The only fix I can think of is this: when you save the state from the first time you visit page A, take a MD5 or SHA1 hash of the page, and store that with the input element state. When you go back to page A, only restore state if the MD5 or SHA1 hash is the same.
Comment 8 Kent Tamura 2010-03-28 04:25:53 PDT
*** Bug 31413 has been marked as a duplicate of this bug. ***
Comment 9 Kent Tamura 2010-03-28 04:41:38 PDT
Created attachment 51857 [details]
Proposed patch
Comment 10 Kent Tamura 2010-03-28 04:43:50 PDT
(In reply to comment #9)
> Created an attachment (id=51857) [details]
> Proposed patch

I confirmed this patch resolved both scenarios of Comment #6.
Comment 11 benjie 2010-03-29 07:30:23 PDT
Thanks Kent for the patch.

While the patch solves bug 1 reported in comment 7, and it probably solves some of the manifestations of bug 2 from comment 7 as well, it does not address the root of the problem and leaves some scenarios unsolved.

Bug 2 reported in comment 7 is caused by WebKit re-fetching the HTML content of a URL when user hits the back button to reach the said URL, loading up a different HTML content than before, but using the saved form state to re-populate the new, changed HTML content.

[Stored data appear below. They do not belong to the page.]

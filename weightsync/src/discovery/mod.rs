mod page;

use async_trait::async_trait;

use crate::error::Result;
use crate::models::{ProfileCandidate, UserIdentity};
use crate::remote::GarminConnectClient;

pub use page::discover_profiles;

/// Source of candidate profiles for the logged-in account.
#[async_trait]
pub trait IdentityDiscovery: Send + Sync {
    async fn candidates(&self) -> Result<Vec<ProfileCandidate>>;
}

enum PageSource {
    Remote(GarminConnectClient),
    Static(String),
}

/// Discovers identities by scraping the logged-in landing page.
pub struct PageIdentityDiscovery {
    source: PageSource,
}

impl PageIdentityDiscovery {
    /// Fetch the page through the Garmin client on every call.
    pub fn remote(client: GarminConnectClient) -> Self {
        Self {
            source: PageSource::Remote(client),
        }
    }

    /// Use a page captured elsewhere, e.g. saved from a browser session.
    pub fn from_page(page: impl Into<String>) -> Self {
        Self {
            source: PageSource::Static(page.into()),
        }
    }
}

#[async_trait]
impl IdentityDiscovery for PageIdentityDiscovery {
    async fn candidates(&self) -> Result<Vec<ProfileCandidate>> {
        let page = match &self.source {
            PageSource::Remote(client) => client.fetch_session_page().await?,
            PageSource::Static(page) => page.clone(),
        };

        Ok(discover_profiles(&page))
    }
}

/// Validate candidates in order, dropping the ones that fail the profile schema.
pub fn valid_identities(candidates: Vec<ProfileCandidate>) -> Vec<UserIdentity> {
    candidates
        .into_iter()
        .filter_map(|candidate| match candidate.into_identity() {
            Ok(identity) => Some(identity),
            Err(e) => {
                tracing::debug!(error = %e, "Rejected profile candidate");
                None
            }
        })
        .collect()
}
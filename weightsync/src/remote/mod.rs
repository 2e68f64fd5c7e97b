mod api;
mod traits;

pub use api::GarminConnectClient;
pub use traits::WeightSource;
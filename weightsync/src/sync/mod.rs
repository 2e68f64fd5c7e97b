mod engine;
mod fetch;
mod merge;
mod normalize;
mod sink;
mod years;

pub use engine::{SessionState, SyncEngine, WeightRecordStream};
pub use fetch::{year_bounds, BoundedFetchScheduler, YearPage};
pub use merge::MergeAccumulator;
pub use normalize::normalize;
pub use sink::{persistence_channel, MergeAndPersistSink, PersistenceHandle, SinkReport, SinkSender};
pub use years::{year_range, YearRangeResolver};
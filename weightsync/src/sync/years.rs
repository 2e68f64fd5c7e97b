use std::sync::Arc;

use chrono::{Datelike, NaiveDate, Utc};

use crate::error::{Result, SyncError};
use crate::models::UserIdentity;
use crate::remote::WeightSource;

/// Every calendar year from the birth year through `today`'s year, inclusive.
pub fn year_range(birth_date: NaiveDate, today: NaiveDate) -> Vec<i32> {
    (birth_date.year()..=today.year()).collect()
}

/// Works out which years of history to request for a user.
#[derive(Clone)]
pub struct YearRangeResolver {
    source: Arc<dyn WeightSource>,
}

impl YearRangeResolver {
    pub fn new(source: Arc<dyn WeightSource>) -> Self {
        Self { source }
    }

    pub async fn resolve(&self, user: &UserIdentity) -> Result<Vec<i32>> {
        self.resolve_at(user, Utc::now().date_naive()).await
    }

    pub async fn resolve_at(&self, user: &UserIdentity, today: NaiveDate) -> Result<Vec<i32>> {
        let profile = self.source.fetch_profile(user).await.map_err(|e| match e {
            SyncError::ProfileUnavailable(_) => e,
            other => SyncError::ProfileUnavailable(other.to_string()),
        })?;

        if profile.birth_date.year() > today.year() {
            return Err(SyncError::ProfileUnavailable(format!(
                "Birth date {} is after {}",
                profile.birth_date, today
            )));
        }

        let years = year_range(profile.birth_date, today);
        tracing::debug!(
            user_id = %user.user_id,
            first_year = years.first().copied(),
            last_year = years.last().copied(),
            "Resolved year range"
        );

        Ok(years)
    }
}
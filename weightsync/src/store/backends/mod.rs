pub mod libsql;
pub mod memory;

The patch attempts to get around this problem by checking the "action" attribute of the form. This helps, but it does not solve this scenario:

1) First time fetching ULR X, the content of X contains a form with action A, with a hidden input element H, with value V_H, and text input element T, with value V_T, and another hidden input element J, with value V_J.

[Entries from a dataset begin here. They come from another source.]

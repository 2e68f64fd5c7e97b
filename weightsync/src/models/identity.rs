use chrono::NaiveDate;
use serde::{Deserialize, Serialize};
use serde_json::Value;
use validator::Validate;

use crate::error::{Result, SyncError};

/// The account whose weight history is synchronized.
#[derive(Debug, Clone, Serialize, Deserialize, PartialEq)]
#[serde(rename_all = "camelCase")]
pub struct UserIdentity {
    pub display_name: String,
    pub user_id: String,
    /// Raw profile record the identity was built from.
    #[serde(default)]
    pub source_profile: Value,
}

impl UserIdentity {
    pub fn new(display_name: impl Into<String>, user_id: impl Into<String>) -> Self {
        Self {
            display_name: display_name.into(),
            user_id: user_id.into(),
            source_profile: Value::Null,
        }
    }
}

/// A profile record scraped from a logged-in page, not yet trusted.
#[derive(Debug, Clone, Deserialize, Validate)]
#[serde(rename_all = "camelCase")]
pub struct ProfileCandidate {
    #[validate(required, length(min = 1))]
    pub display_name: Option<String>,
    #[validate(required, length(min = 1))]
    pub full_name: Option<String>,
    #[validate(required)]
    pub profile_id: Option<i64>,
    #[serde(skip)]
    pub raw: Value,
}

impl ProfileCandidate {
    /// Read a candidate out of an arbitrary JSON value. Returns `None` when
    /// the value is not an object or its known fields have the wrong types.
    pub fn from_value(value: Value) -> Option<Self> {
        if !value.is_object() {
            return None;
        }

        let mut candidate: ProfileCandidate = serde_json::from_value(value.clone()).ok()?;
        candidate.raw = value;
        Some(candidate)
    }

    /// Check the required-field shape and turn the candidate into an identity.
    pub fn into_identity(self) -> Result<UserIdentity> {
        self.validate()
            .map_err(|e| SyncError::Validation(format!("Invalid profile candidate: {e}")))?;

        match (self.display_name, self.profile_id) {
            (Some(display_name), Some(profile_id)) => Ok(UserIdentity {
                display_name,
                user_id: profile_id.to_string(),
                source_profile: self.raw,
            }),
            _ => Err(SyncError::Validation(
                "Profile candidate is missing required fields".to_string(),
            )),
        }
    }
}

/// Personal information returned by the remote profile endpoint.
#[derive(Debug, Clone, PartialEq)]
pub struct UserProfile {
    pub display_name: String,
    pub birth_date: NaiveDate,
}
use async_trait::async_trait;
use chrono::NaiveDate;
use reqwest::{
    header::{HeaderMap, HeaderName, HeaderValue, ACCEPT, AUTHORIZATION, COOKIE},
    Client, Response,
};
use serde::Deserialize;
use std::time::Duration;
use url::Url;

use crate::config::GarminConfig;
use crate::error::{Result, SyncError};
use crate::models::{BodyComposition, RawWeightEntry, UserIdentity, UserProfile};

use super::WeightSource;

const PROFILE_PATH: &[&str] = &[
    "modern",
    "proxy",
    "userprofile-service",
    "userprofile",
    "personal-information",
];
const WEIGHT_RANGE_PATH: &[&str] = &["modern", "proxy", "weight-service", "weight", "dateRange"];
const SESSION_PAGE_PATH: &[&str] = &["modern", ""];

#[derive(Debug, Deserialize)]
#[serde(rename_all = "camelCase")]
struct WeightRangeResponse {
    #[serde(default)]
    date_weight_list: Vec<DateWeight>,
}

#[derive(Debug, Deserialize)]
#[serde(rename_all = "camelCase")]
struct DateWeight {
    calendar_date: String,
    weight: f64,
    date: i64,
    source_type: Option<String>,
    bmi: Option<f64>,
    body_fat: Option<f64>,
    body_water: Option<f64>,
    bone_mass: Option<f64>,
    muscle_mass: Option<f64>,
}

#[derive(Debug, Deserialize)]
#[serde(rename_all = "camelCase")]
struct ProfileResponse {
    user_info: Option<UserInfo>,
    birth_date: Option<String>,
}

#[derive(Debug, Deserialize)]
#[serde(rename_all = "camelCase")]
struct UserInfo {
    birth_date: Option<String>,
}

impl From<DateWeight> for RawWeightEntry {
    fn from(wire: DateWeight) -> Self {
        let composition = BodyComposition {
            bmi: wire.bmi,
            body_water_pct: wire.body_water,
            body_fat_pct: wire.body_fat,
            bone_mass_grams: wire.bone_mass.map(|grams| grams.round() as i64),
            muscle_mass_grams: wire.muscle_mass.map(|grams| grams.round() as i64),
        };

        RawWeightEntry {
            calendar_date: wire.calendar_date,
            weight_grams: wire.weight.round() as i64,
            epoch_millis: wire.date,
            source_type: wire.source_type,
            body_composition: (!composition.is_empty()).then_some(composition),
        }
    }
}

/// HTTP client for the Garmin Connect proxy endpoints used by the web app.
#[derive(Clone)]
pub struct GarminConnectClient {
    client: Client,
    base_url: Url,
}

impl GarminConnectClient {
    pub fn new(config: &GarminConfig) -> Result<Self> {
        let base_url = Url::parse(&config.base_url)?;

        let mut headers = HeaderMap::new();
        headers.insert(ACCEPT, HeaderValue::from_static("application/json"));
        // Garmin's proxy rejects calls that do not look like they come from the web app.
        headers.insert(HeaderName::from_static("nk"), HeaderValue::from_static("NT"));

        if let Some(ref cookie) = config.session_cookie {
            headers.insert(
                COOKIE,
                HeaderValue::from_str(cookie)
                    .map_err(|e| SyncError::Validation(format!("Invalid session cookie: {e}")))?,
            );
        }

        if let Some(ref token) = config.auth_token {
            headers.insert(
                AUTHORIZATION,
                HeaderValue::from_str(&format!("Bearer {token}"))
                    .map_err(|e| SyncError::Validation(format!("Invalid auth token header: {e}")))?,
            );
        }

        let client = Client::builder()
            .timeout(Duration::from_secs(config.timeout_secs))
            .default_headers(headers)
            .build()?;

        Ok(Self { client, base_url })
    }

    /// Text of the logged-in landing page, used for identity discovery.
    pub async fn fetch_session_page(&self) -> Result<String> {
        let url = self.endpoint(SESSION_PAGE_PATH)?;
        let resp = self
            .client
            .get(url)
            .header(ACCEPT, "text/html")
            .send()
            .await?;
        let resp = Self::check_status(resp).await?;
        Ok(resp.text().await?)
    }

    fn endpoint(&self, segments: &[&str]) -> Result<Url> {
        let mut url = self.base_url.clone();
        let base = url.to_string();
        url.path_segments_mut()
            .map_err(|_| SyncError::Validation(format!("Base URL cannot be a base: {base}")))?
            .pop_if_empty()
            .extend(segments);
        Ok(url)
    }

    async fn check_status(resp: Response) -> Result<Response> {
        let status = resp.status();
        if status.is_success() {
            return Ok(resp);
        }

        let body = resp.text().await.unwrap_or_default();
        Err(SyncError::RemoteStatus {
            status: status.as_u16(),
            body,
        })
    }
}

fn parse_birth_date(raw: &str) -> Result<NaiveDate> {
    // Some accounts report a full timestamp; only the date part matters.
    let date_part = raw.get(..10).unwrap_or(raw);
    NaiveDate::parse_from_str(date_part, "%Y-%m-%d")
        .map_err(|e| SyncError::ProfileUnavailable(format!("Unparsable birth date '{raw}': {e}")))
}

#[async_trait]
impl WeightSource for GarminConnectClient {
    async fn fetch_profile(&self, user: &UserIdentity) -> Result<UserProfile> {
        let mut url = self.endpoint(PROFILE_PATH)?;
        url.path_segments_mut()
            .map_err(|_| SyncError::Validation("Base URL cannot be a base".to_string()))?
            .push(&user.display_name);

        let resp = Self::check_status(self.client.get(url).send().await?).await?;
        let body: ProfileResponse = resp.json().await?;

        let raw_birth_date = body
            .user_info
            .and_then(|info| info.birth_date)
            .or(body.birth_date)
            .ok_or_else(|| SyncError::ProfileUnavailable("Profile has no birth date".to_string()))?;

        Ok(UserProfile {
            display_name: user.display_name.clone(),
            birth_date: parse_birth_date(&raw_birth_date)?,
        })
    }

    async fn fetch_weight_range(
        &self,
        _user: &UserIdentity,
        start: NaiveDate,
        end: NaiveDate,
    ) -> Result<Vec<RawWeightEntry>> {
        let url = self.endpoint(WEIGHT_RANGE_PATH)?;
        let start = start.format("%Y-%m-%d").to_string();
        let end = end.format("%Y-%m-%d").to_string();

        let resp = self
            .client
            .get(url)
            .query(&[("startDate", start.as_str()), ("endDate", end.as_str())])
            .send()
            .await?;
        let body: WeightRangeResponse = Self::check_status(resp).await?.json().await?;

        Ok(body
            .date_weight_list
            .into_iter()
            .map(RawWeightEntry::from)
            .collect())
    }
}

2) User moves from X to page Y, the hit back button to go back to X

3) On second fetching of URL X, due to some other state change (e.g. user "session" expired), the content of X now contains a form with action A, and text input element T, with no value pre-set, and another hidden input element J, with value pre-set to V_J'.

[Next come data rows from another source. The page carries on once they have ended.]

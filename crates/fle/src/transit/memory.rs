//! [`MemoryTransit`]: an in-process transit engine for tests and local runs.
//!
//! Mirrors the behaviour of a real transit engine closely enough to exercise
//! the whole encryption lifecycle:
//!
//! - Keys are created on the first encrypt call using the forwarded
//!   key-creation options; later options are ignored.
//! - With `convergent_encryption`, identical (key, context, plaintext) always
//!   yields identical ciphertext. Otherwise every call yields a new one.
//! - Ciphertexts carry the `vault:v1:` prefix and only decrypt under the key
//!   and context that produced them.
//! - A failed batch item fails the whole call with
//!   [`KeyServiceError::ItemFailed`], as [`VaultTransit`](super::VaultTransit)
//!   reports it.
//!
//! This is not cryptography: plaintexts are kept in memory, indexed by token.

use std::collections::HashMap;
use std::sync::atomic::{AtomicBool, AtomicUsize, Ordering};

use async_trait::async_trait;
use base64::{engine::general_purpose::STANDARD, engine::general_purpose::URL_SAFE_NO_PAD, Engine as _};
use common::protocol::{TransitBatchResult, TransitRequest, TransitResponse};
use sha2::{Digest, Sha256};
use tokio::sync::Mutex;
use uuid::Uuid;

use super::{KeyService, KeyServiceError};

/// Prefix of every ciphertext produced by this engine.
pub const CIPHERTEXT_PREFIX: &str = "vault:v1:";

#[derive(Debug)]
struct MemoryKey {
    convergent: bool,
    seed: [u8; 16],
    /// token → (context, base64 plaintext)
    entries: HashMap<String, (String, String)>,
}

/// In-memory transit engine.
#[derive(Debug, Default)]
pub struct MemoryTransit {
    keys: Mutex<HashMap<String, MemoryKey>>,
    calls: AtomicUsize,
    history: Mutex<Vec<(String, TransitRequest)>>,
    failing: AtomicBool,
}

impl MemoryTransit {
    pub fn new() -> Self {
        Self::default()
    }

    /// Number of encrypt/decrypt calls received so far.
    pub fn calls(&self) -> usize {
        self.calls.load(Ordering::SeqCst)
    }

    /// Every call received, as `(key name, request)`, in arrival order.
    pub async fn history(&self) -> Vec<(String, TransitRequest)> {
        self.history.lock().await.clone()
    }

    /// Make every subsequent call fail with a transport error.
    pub fn set_failing(&self, failing: bool) {
        self.failing.store(failing, Ordering::SeqCst);
    }

    /// Whether `key_name` exists and was created with convergent encryption.
    pub async fn is_convergent(&self, key_name: &str) -> Option<bool> {
        self.keys.lock().await.get(key_name).map(|k| k.convergent)
    }

    async fn record(&self, key_name: &str, request: &TransitRequest) -> Result<(), KeyServiceError> {
        self.calls.fetch_add(1, Ordering::SeqCst);
        self.history
            .lock()
            .await
            .push((key_name.to_owned(), request.clone()));
        if self.failing.load(Ordering::SeqCst) {
            return Err(KeyServiceError::Transport("connection refused".into()));
        }
        Ok(())
    }
}

fn item_error(message: &str) -> TransitBatchResult {
    TransitBatchResult {
        error: Some(message.to_owned()),
        ..Default::default()
    }
}

/// Turn the first per-item error into a call failure.
fn respond(results: Vec<TransitBatchResult>) -> Result<TransitResponse, KeyServiceError> {
    if let Some((index, message)) = results
        .iter()
        .enumerate()
        .find_map(|(i, r)| r.error.as_ref().map(|m| (i, m.clone())))
    {
        return Err(KeyServiceError::ItemFailed { index, message });
    }
    Ok(TransitResponse::from_results(results))
}

fn token(seed: &[u8], salt: &[u8], context: &str, plaintext: &str) -> String {
    let mut hasher = Sha256::new();
    hasher.update(seed);
    hasher.update(salt);
    hasher.update(context.as_bytes());
    hasher.update([0u8]);
    hasher.update(plaintext.as_bytes());
    URL_SAFE_NO_PAD.encode(hasher.finalize())
}

#[async_trait]
impl KeyService for MemoryTransit {
    async fn encrypt(
        &self,
        key_name: &str,
        request: TransitRequest,
    ) -> Result<TransitResponse, KeyServiceError> {
        self.record(key_name, &request).await?;

        let mut keys = self.keys.lock().await;
        let key = keys.entry(key_name.to_owned()).or_insert_with(|| MemoryKey {
            convergent: request.key_creation.convergent_encryption.unwrap_or(false),
            seed: *Uuid::new_v4().as_bytes(),
            entries: HashMap::new(),
        });

        let results = request
            .batch_input
            .iter()
            .map(|item| {
                let Some(plaintext) = item.plaintext.as_deref() else {
                    return item_error("missing plaintext to encrypt");
                };
                if STANDARD.decode(plaintext).is_err() {
                    return item_error("plaintext is not valid base64");
                }
                if key.convergent && item.context.is_empty() {
                    return item_error("context is required for convergent encryption");
                }
                let salt = if key.convergent {
                    [0u8; 16]
                } else {
                    *Uuid::new_v4().as_bytes()
                };
                let token = token(&key.seed, &salt, &item.context, plaintext);
                key.entries
                    .insert(token.clone(), (item.context.clone(), plaintext.to_owned()));
                TransitBatchResult {
                    ciphertext: Some(format!("{CIPHERTEXT_PREFIX}{token}")),
                    ..Default::default()
                }
            })
            .collect();

        respond(results)
    }

    async fn decrypt(
        &self,
        key_name: &str,
        request: TransitRequest,
    ) -> Result<TransitResponse, KeyServiceError> {
        self.record(key_name, &request).await?;

        let keys = self.keys.lock().await;
        let key = keys
            .get(key_name)
            .ok_or_else(|| KeyServiceError::UnknownKey(key_name.to_owned()))?;

        let results = request
            .batch_input
            .iter()
            .map(|item| {
                let entry = item
                    .ciphertext
                    .as_deref()
                    .and_then(|c| c.strip_prefix(CIPHERTEXT_PREFIX))
                    .and_then(|t| key.entries.get(t));
                match entry {
                    Some((context, plaintext)) if *context == item.context => TransitBatchResult {
                        plaintext: Some(plaintext.clone()),
                        ..Default::default()
                    },
                    _ => item_error("cipher: message authentication failed"),
                }
            })
            .collect();

        respond(results)
    }
}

Note that the value of J has changed from V_J to V_J'.

4) WebKit will repopulate the new content of X, with old form values. Based on the logic in the code and the patch, it will change the form value to 
   T  --> V_T  (using old value)
   J --> V_J (using old value)

This in fact is the wrong behavior, because the server may have returned a pre-set value V_J' that meant to take the user to a different action on form submit. 

Yes, this does assume that the CGI target -- the form action, stays the same and the CGI demultiplexes task based on a CGI variable. Whether you agree with this style of design or not, it's something allowed by the CGI architecture.

Okay, suppose we put in a simple fix. Let's say that we DO NOT restore form values for "hidden" and "submit" fields. Then that'd solve the above scenario, right?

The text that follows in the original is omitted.